A further error in thinking of thought as a system is that it creates a phenomenological fallacy. Simply stated, phenomenology is the study of the structures of consciousness as experienced from a first-person point of view, it is about of the character of our experience. The mistaken assumption is that one's introspective observations or experiences must comport to something external; that they comprise a ‘system’ which in this case turns out to be some sort of new mysterious metaphysical system. The phenomenological fallacy is to think that there must be some thing or system that corresponds to the experience of our thoughts. There is no system as such, it is a sort of phantom after-image of our experience of thought. First person subjective experiences are not additive. Thought is a brain process, nothing more. The brain is empirically verifiable and can this be shown to exist; the conclusion of a system is an irrelevant conclusion.
Bohm’s system does not reside in physical space but the brain does, so the system does not exist but the brain does. There is no such thing as thought as a system, there just seems to be an experience of a system based on the experience of thought. The phenomenological fallacy is in thinking that something must exist such as the system to correspond to the experience of thought. There is no need to posit the existence of an extraneous entity such as an extra system. This is needless complexity. There is thought which is reducible to the brain, nothing more.
I agree that our awareness of the world is filtered through our perceptual apparatus and colored by our expectations. In this sense, assuming we accept the existence of a world external to our perceptions, we can never fully know that external world as is truly exists. As the ‘things in themselves’ as Immanuel Kant put it; this is nothing new. But from here, it does not follow that thought is analyzable as a recursive system. From Bohm’s approach, it would follow that we can overcome our perceptual apparatus with our perceptual apparatus. This is not ironic, it is just incoherent.

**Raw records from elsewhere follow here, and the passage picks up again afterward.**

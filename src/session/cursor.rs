//! Enumerator cursor over query results

use tracing::{debug, trace};

use crate::backend::RecordStream;
use crate::query::PropertyRecord;
use crate::session::SessionError;

#[derive(Debug, Clone, PartialEq, Eq)]
enum CursorState {
    Active,
    Exhausted,
    Failed(String),
}

/// Lazy, forward-only sequence of records produced by one `execute` call
///
/// The cursor mutably borrows its session, so it cannot outlive it and the
/// session cannot be closed while the cursor exists. Once exhausted it
/// yields `Ok(None)` forever; once a backend failure is seen every further
/// call fails. Re-querying requires a fresh `execute`.
pub struct EnumeratorCursor<'s> {
    stream: Option<Box<dyn RecordStream + 's>>,
    state: CursorState,
    query: String,
    yielded: usize,
}

impl<'s> EnumeratorCursor<'s> {
    pub(crate) fn new(stream: Box<dyn RecordStream + 's>, query: impl Into<String>) -> Self {
        Self {
            stream: Some(stream),
            state: CursorState::Active,
            query: query.into(),
            yielded: 0,
        }
    }

    /// Pull the next record, blocking on the backend round-trip
    pub fn next_record(&mut self) -> Result<Option<PropertyRecord>, SessionError> {
        match &self.state {
            CursorState::Exhausted => return Ok(None),
            CursorState::Failed(reason) => {
                return Err(SessionError::query(format!(
                    "enumeration already failed: {reason}"
                )));
            }
            CursorState::Active => {}
        }

        let Some(stream) = self.stream.as_mut() else {
            self.state = CursorState::Exhausted;
            return Ok(None);
        };

        match stream.next_record() {
            Ok(Some(record)) => {
                self.yielded += 1;
                trace!("Cursor yielded record #{} for: {}", self.yielded, self.query);
                Ok(Some(record))
            }
            Ok(None) => {
                debug!(
                    "Cursor exhausted after {} record(s): {}",
                    self.yielded, self.query
                );
                self.state = CursorState::Exhausted;
                self.stream = None;
                Ok(None)
            }
            Err(e) => {
                let reason = e.to_string();
                self.state = CursorState::Failed(reason.clone());
                self.stream = None;
                Err(SessionError::query(reason))
            }
        }
    }

    /// Take the first record and release the cursor
    ///
    /// Identity-style queries expect zero or one result; any further records
    /// are discarded unread.
    pub fn first(mut self) -> Result<Option<PropertyRecord>, SessionError> {
        self.next_record()
    }

    pub fn is_exhausted(&self) -> bool {
        self.state == CursorState::Exhausted
    }

    pub fn records_yielded(&self) -> usize {
        self.yielded
    }

    pub fn query(&self) -> &str {
        &self.query
    }
}

#[cfg(test)]
mod tests {
    use super::*;
    use crate::backend::{BackendError, VecRecordStream};

    struct FailingStream {
        remaining: usize,
    }

    impl RecordStream for FailingStream {
        fn next_record(&mut self) -> Result<Option<PropertyRecord>, BackendError> {
            if self.remaining == 0 {
                return Err(BackendError::unavailable("pipe closed"));
            }
            self.remaining -= 1;
            Ok(Some(PropertyRecord::new()))
        }
    }

    #[test]
    fn test_exhausted_cursor_stays_exhausted() {
        let stream = VecRecordStream::new(vec![PropertyRecord::new().with("A", 1u64)]);
        let mut cursor = EnumeratorCursor::new(Box::new(stream), "q");
        assert!(cursor.next_record().unwrap().is_some());
        for _ in 0..3 {
            assert!(cursor.next_record().unwrap().is_none());
        }
        assert!(cursor.is_exhausted());
        assert_eq!(cursor.records_yielded(), 1);
    }

    #[test]
    fn test_failure_terminates_sequence() {
        let mut cursor = EnumeratorCursor::new(Box::new(FailingStream { remaining: 1 }), "q");
        assert!(cursor.next_record().unwrap().is_some());
        assert!(matches!(
            cursor.next_record(),
            Err(SessionError::Query { .. })
        ));
        assert!(matches!(
            cursor.next_record(),
            Err(SessionError::Query { .. })
        ));
        assert!(!cursor.is_exhausted());
    }

    #[test]
    fn test_first_takes_only_first_record() {
        let stream = VecRecordStream::new(vec![
            PropertyRecord::new().with("N", "first"),
            PropertyRecord::new().with("N", "second"),
        ]);
        let cursor = EnumeratorCursor::new(Box::new(stream), "q");
        let record = cursor.first().unwrap().unwrap();
        assert_eq!(record.get("N").unwrap().to_string(), "first");
    }

    #[test]
    fn test_first_propagates_failure() {
        let cursor = EnumeratorCursor::new(Box::new(FailingStream { remaining: 0 }), "q");
        assert!(matches!(cursor.first(), Err(SessionError::Query { .. })));
    }
}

After all this, I must wonder, is Bohm trying to impose order on chaos? A system implies order. Is he trying to avoid, and thus rescue us from, the only true metaphysics, that of the chaos and the accompanying nightmare of existence; a paradox and horror in which everything we believe is uncertain at best and most likely false. Bohm was an award-winning physicist and an expert in quantum mechanics. Perhaps he knows something we do not. Or, what is most likely going on here in my opinion is a metaphysics of personality so to speak. Bohm’s thought as a system reflects his subjective experience of existence, the nuance of his psychology and the distinction of his personality, not actualities about existence. Or, what is most likely going on here in my opinion is a metaphysics of personality so to speak. Bohm’s thought as a system reflects his subjective experience of existence, the nuance of his psychology and the distinction of his personality, not actualities about existence. For Bohm, the world of thought is much more real than the physical world, he seems to regard it alone as real, the real world so to speak.